Top of Given records

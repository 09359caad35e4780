//! Local interface address lookup.
//!
//! The device has a single network interface. The engine asks which local
//! address a manager can reach the agent on (for example to fill the
//! agent-addr field of a v1 trap); the answer is whatever address that
//! interface has right now.

use std::net::IpAddr;
use std::sync::{Arc, PoisonError, RwLock};

/// Source of the default interface's configured address.
pub trait NetworkInterface: Send + Sync {
    /// Current address, or `None` while the interface is not attached.
    fn ip_address(&self) -> Option<IpAddr>;
}

/// Shared, updatable interface address.
///
/// The network-attach sequence usually completes after the transport is
/// built. Keep a clone of this handle and call [`attach`](Self::attach) once
/// the interface has an address; every clone sees the update.
///
/// ```rust
/// use snmp_bridge::netif::{InterfaceAddress, NetworkInterface};
///
/// let iface = InterfaceAddress::detached();
/// let view = iface.clone();
/// assert_eq!(view.ip_address(), None);
///
/// iface.attach("10.0.0.20".parse().unwrap());
/// assert_eq!(view.ip_address(), Some("10.0.0.20".parse().unwrap()));
/// ```
#[derive(Debug, Clone, Default)]
pub struct InterfaceAddress {
    addr: Arc<RwLock<Option<IpAddr>>>,
}

impl InterfaceAddress {
    /// Interface with a known address.
    pub fn new(addr: IpAddr) -> Self {
        Self {
            addr: Arc::new(RwLock::new(Some(addr))),
        }
    }

    /// Interface without an address yet.
    pub fn detached() -> Self {
        Self::default()
    }

    /// Publish the interface address.
    pub fn attach(&self, addr: IpAddr) {
        *self.addr.write().unwrap_or_else(PoisonError::into_inner) = Some(addr);
        tracing::info!(target: "snmp_bridge::netif", { snmp.local_ip = %addr }, "interface attached");
    }

    /// Forget the interface address.
    pub fn detach(&self) {
        *self.addr.write().unwrap_or_else(PoisonError::into_inner) = None;
        tracing::info!(target: "snmp_bridge::netif", "interface detached");
    }
}

impl NetworkInterface for InterfaceAddress {
    fn ip_address(&self) -> Option<IpAddr> {
        *self.addr.read().unwrap_or_else(PoisonError::into_inner)
    }
}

Bottom of Given records

__Action item__.
When answering, write out each of the lines above exactly as given.

__Answer box__.
repository 09359caad35e4780
//! Local interface address lookup.
//!
//! The device has a single network interface. The engine asks which local
//! address a manager can reach the agent on (for example to fill the
//! agent-addr field of a v1 trap); the answer is whatever address that
//! interface has right now.

use std::net::IpAddr;
use std::sync::{Arc, PoisonError, RwLock};

/// Source of the default interface's configured address.
pub trait NetworkInterface: Send + Sync {
    /// Current address, or `None` while the interface is not attached.
    fn ip_address(&self) -> Option<IpAddr>;
}

/// Shared, updatable interface address.
///
/// The network-attach sequence usually completes after the transport is
/// built. Keep a clone of this handle and call [`attach`](Self::attach) once
/// the interface has an address; every clone sees the update.
///
/// ```rust
/// use snmp_bridge::netif::{InterfaceAddress, NetworkInterface};
///
/// let iface = InterfaceAddress::detached();
/// let view = iface.clone();
/// assert_eq!(view.ip_address(), None);
///
/// iface.attach("10.0.0.20".parse().unwrap());
/// assert_eq!(view.ip_address(), Some("10.0.0.20".parse().unwrap()));
/// ```
#[derive(Debug, Clone, Default)]
pub struct InterfaceAddress {
    addr: Arc<RwLock<Option<IpAddr>>>,
}

impl InterfaceAddress {
    /// Interface with a known address.
    pub fn new(addr: IpAddr) -> Self {
        Self {
            addr: Arc::new(RwLock::new(Some(addr))),
        }
    }

    /// Interface without an address yet.
    pub fn detached() -> Self {
        Self::default()
    }

    /// Publish the interface address.
    pub fn attach(&self, addr: IpAddr) {
        *self.addr.write().unwrap_or_else(PoisonError::into_inner) = Some(addr);
        tracing::info!(target: "snmp_bridge::netif", { snmp.local_ip = %addr }, "interface attached");
    }

    /// Forget the interface address.
    pub fn detach(&self) {
        *self.addr.write().unwrap_or_else(PoisonError::into_inner) = None;
        tracing::info!(target: "snmp_bridge::netif", "interface detached");
    }
}

impl NetworkInterface for InterfaceAddress {
    fn ip_address(&self) -> Option<IpAddr> {
        *self.addr.read().unwrap_or_else(PoisonError::into_inner)
    }
}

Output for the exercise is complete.